▸ Required action
The answer must be an exact transcription of every record.
┌────────
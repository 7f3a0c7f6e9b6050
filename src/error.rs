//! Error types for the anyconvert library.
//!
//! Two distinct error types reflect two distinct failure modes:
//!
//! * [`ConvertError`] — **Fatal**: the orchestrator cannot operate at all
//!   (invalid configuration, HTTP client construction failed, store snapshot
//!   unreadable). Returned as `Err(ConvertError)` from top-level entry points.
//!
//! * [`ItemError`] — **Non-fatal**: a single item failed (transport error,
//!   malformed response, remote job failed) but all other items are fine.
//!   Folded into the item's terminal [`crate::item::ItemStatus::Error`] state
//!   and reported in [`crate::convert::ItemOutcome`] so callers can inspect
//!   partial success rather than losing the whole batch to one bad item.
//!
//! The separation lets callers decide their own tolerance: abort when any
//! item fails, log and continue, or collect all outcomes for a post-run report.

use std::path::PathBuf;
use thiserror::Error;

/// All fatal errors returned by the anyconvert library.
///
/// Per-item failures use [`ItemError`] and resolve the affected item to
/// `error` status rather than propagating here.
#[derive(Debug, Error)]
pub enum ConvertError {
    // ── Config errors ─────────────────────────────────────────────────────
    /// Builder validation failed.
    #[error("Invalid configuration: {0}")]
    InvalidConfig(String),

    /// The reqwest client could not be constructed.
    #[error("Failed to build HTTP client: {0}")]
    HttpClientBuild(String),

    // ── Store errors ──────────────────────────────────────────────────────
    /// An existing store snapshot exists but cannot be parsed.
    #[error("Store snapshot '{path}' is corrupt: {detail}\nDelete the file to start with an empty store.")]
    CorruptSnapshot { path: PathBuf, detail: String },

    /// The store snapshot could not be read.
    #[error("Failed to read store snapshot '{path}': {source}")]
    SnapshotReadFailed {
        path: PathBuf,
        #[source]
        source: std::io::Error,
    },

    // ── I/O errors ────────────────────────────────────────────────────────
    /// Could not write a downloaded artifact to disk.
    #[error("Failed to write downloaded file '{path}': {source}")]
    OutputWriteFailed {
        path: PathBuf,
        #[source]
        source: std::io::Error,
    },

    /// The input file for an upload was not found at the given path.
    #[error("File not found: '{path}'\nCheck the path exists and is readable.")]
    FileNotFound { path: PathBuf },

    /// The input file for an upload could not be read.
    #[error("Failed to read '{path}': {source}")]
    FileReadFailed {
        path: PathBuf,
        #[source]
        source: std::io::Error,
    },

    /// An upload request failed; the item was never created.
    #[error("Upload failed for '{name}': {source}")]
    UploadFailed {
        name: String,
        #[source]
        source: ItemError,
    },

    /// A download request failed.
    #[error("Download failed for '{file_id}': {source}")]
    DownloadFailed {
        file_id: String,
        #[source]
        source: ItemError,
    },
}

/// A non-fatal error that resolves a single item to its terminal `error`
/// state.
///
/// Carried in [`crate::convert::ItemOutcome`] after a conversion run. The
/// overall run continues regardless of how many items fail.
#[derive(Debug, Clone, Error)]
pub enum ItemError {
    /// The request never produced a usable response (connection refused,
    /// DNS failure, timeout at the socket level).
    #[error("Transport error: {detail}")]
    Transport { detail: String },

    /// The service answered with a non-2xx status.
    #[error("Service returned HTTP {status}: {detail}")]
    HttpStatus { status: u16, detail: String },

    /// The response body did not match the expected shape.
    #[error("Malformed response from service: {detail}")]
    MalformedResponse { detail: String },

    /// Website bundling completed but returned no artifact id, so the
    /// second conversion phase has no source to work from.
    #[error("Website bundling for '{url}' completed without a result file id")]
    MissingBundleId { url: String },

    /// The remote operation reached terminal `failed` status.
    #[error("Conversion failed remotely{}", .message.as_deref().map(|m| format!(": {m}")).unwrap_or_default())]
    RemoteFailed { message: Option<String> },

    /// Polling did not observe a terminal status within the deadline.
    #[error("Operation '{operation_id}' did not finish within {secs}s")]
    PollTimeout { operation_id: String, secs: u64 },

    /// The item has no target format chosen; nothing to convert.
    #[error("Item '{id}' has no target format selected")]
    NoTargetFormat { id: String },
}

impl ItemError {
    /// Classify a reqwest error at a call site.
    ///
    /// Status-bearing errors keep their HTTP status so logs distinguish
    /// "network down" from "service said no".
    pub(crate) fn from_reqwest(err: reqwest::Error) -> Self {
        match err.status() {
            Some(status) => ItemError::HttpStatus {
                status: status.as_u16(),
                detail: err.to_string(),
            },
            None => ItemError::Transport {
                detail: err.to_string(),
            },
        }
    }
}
└────────
▸ Result
repository 7f3a0c7f6e9b6050
filename src/error.rs
//! Error types for the anyconvert library.
//!
//! Two distinct error types reflect two distinct failure modes:
//!
//! * [`ConvertError`] — **Fatal**: the orchestrator cannot operate at all
//!   (invalid configuration, HTTP client construction failed, store snapshot
//!   unreadable). Returned as `Err(ConvertError)` from top-level entry points.
//!
//! * [`ItemError`] — **Non-fatal**: a single item failed (transport error,
//!   malformed response, remote job failed) but all other items are fine.
//!   Folded into the item's terminal [`crate::item::ItemStatus::Error`] state
//!   and reported in [`crate::convert::ItemOutcome`] so callers can inspect
//!   partial success rather than losing the whole batch to one bad item.
//!
//! The separation lets callers decide their own tolerance: abort when any
//! item fails, log and continue, or collect all outcomes for a post-run report.

use std::path::PathBuf;
use thiserror::Error;

/// All fatal errors returned by the anyconvert library.
///
/// Per-item failures use [`ItemError`] and resolve the affected item to
/// `error` status rather than propagating here.
#[derive(Debug, Error)]
pub enum ConvertError {
    // ── Config errors ─────────────────────────────────────────────────────
    /// Builder validation failed.
    #[error("Invalid configuration: {0}")]
    InvalidConfig(String),

    /// The reqwest client could not be constructed.
    #[error("Failed to build HTTP client: {0}")]
    HttpClientBuild(String),

    // ── Store errors ──────────────────────────────────────────────────────
    /// An existing store snapshot exists but cannot be parsed.
    #[error("Store snapshot '{path}' is corrupt: {detail}\nDelete the file to start with an empty store.")]
    CorruptSnapshot { path: PathBuf, detail: String },

    /// The store snapshot could not be read.
    #[error("Failed to read store snapshot '{path}': {source}")]
    SnapshotReadFailed {
        path: PathBuf,
        #[source]
        source: std::io::Error,
    },

    // ── I/O errors ────────────────────────────────────────────────────────
    /// Could not write a downloaded artifact to disk.
    #[error("Failed to write downloaded file '{path}': {source}")]
    OutputWriteFailed {
        path: PathBuf,
        #[source]
        source: std::io::Error,
    },

    /// The input file for an upload was not found at the given path.
    #[error("File not found: '{path}'\nCheck the path exists and is readable.")]
    FileNotFound { path: PathBuf },

    /// The input file for an upload could not be read.
    #[error("Failed to read '{path}': {source}")]
    FileReadFailed {
        path: PathBuf,
        #[source]
        source: std::io::Error,
    },

    /// An upload request failed; the item was never created.
    #[error("Upload failed for '{name}': {source}")]
    UploadFailed {
        name: String,
        #[source]
        source: ItemError,
    },

    /// A download request failed.
    #[error("Download failed for '{file_id}': {source}")]
    DownloadFailed {
        file_id: String,
        #[source]
        source: ItemError,
    },
}

/// A non-fatal error that resolves a single item to its terminal `error`
/// state.
///
/// Carried in [`crate::convert::ItemOutcome`] after a conversion run. The
/// overall run continues regardless of how many items fail.
#[derive(Debug, Clone, Error)]
pub enum ItemError {
    /// The request never produced a usable response (connection refused,
    /// DNS failure, timeout at the socket level).
    #[error("Transport error: {detail}")]
    Transport { detail: String },

    /// The service answered with a non-2xx status.
    #[error("Service returned HTTP {status}: {detail}")]
    HttpStatus { status: u16, detail: String },

    /// The response body did not match the expected shape.
    #[error("Malformed response from service: {detail}")]
    MalformedResponse { detail: String },

    /// Website bundling completed but returned no artifact id, so the
    /// second conversion phase has no source to work from.
    #[error("Website bundling for '{url}' completed without a result file id")]
    MissingBundleId { url: String },

    /// The remote operation reached terminal `failed` status.
    #[error("Conversion failed remotely{}", .message.as_deref().map(|m| format!(": {m}")).unwrap_or_default())]
    RemoteFailed { message: Option<String> },

    /// Polling did not observe a terminal status within the deadline.
    #[error("Operation '{operation_id}' did not finish within {secs}s")]
    PollTimeout { operation_id: String, secs: u64 },

    /// The item has no target format chosen; nothing to convert.
    #[error("Item '{id}' has no target format selected")]
    NoTargetFormat { id: String },
}

impl ItemError {
    /// Classify a reqwest error at a call site.
    ///
    /// Status-bearing errors keep their HTTP status so logs distinguish
    /// "network down" from "service said no".
    pub(crate) fn from_reqwest(err: reqwest::Error) -> Self {
        match err.status() {
            Some(status) => ItemError::HttpStatus {
                status: status.as_u16(),
                detail: err.to_string(),
            },
            None => ItemError::Transport {
                detail: err.to_string(),
            },
        }
    }
}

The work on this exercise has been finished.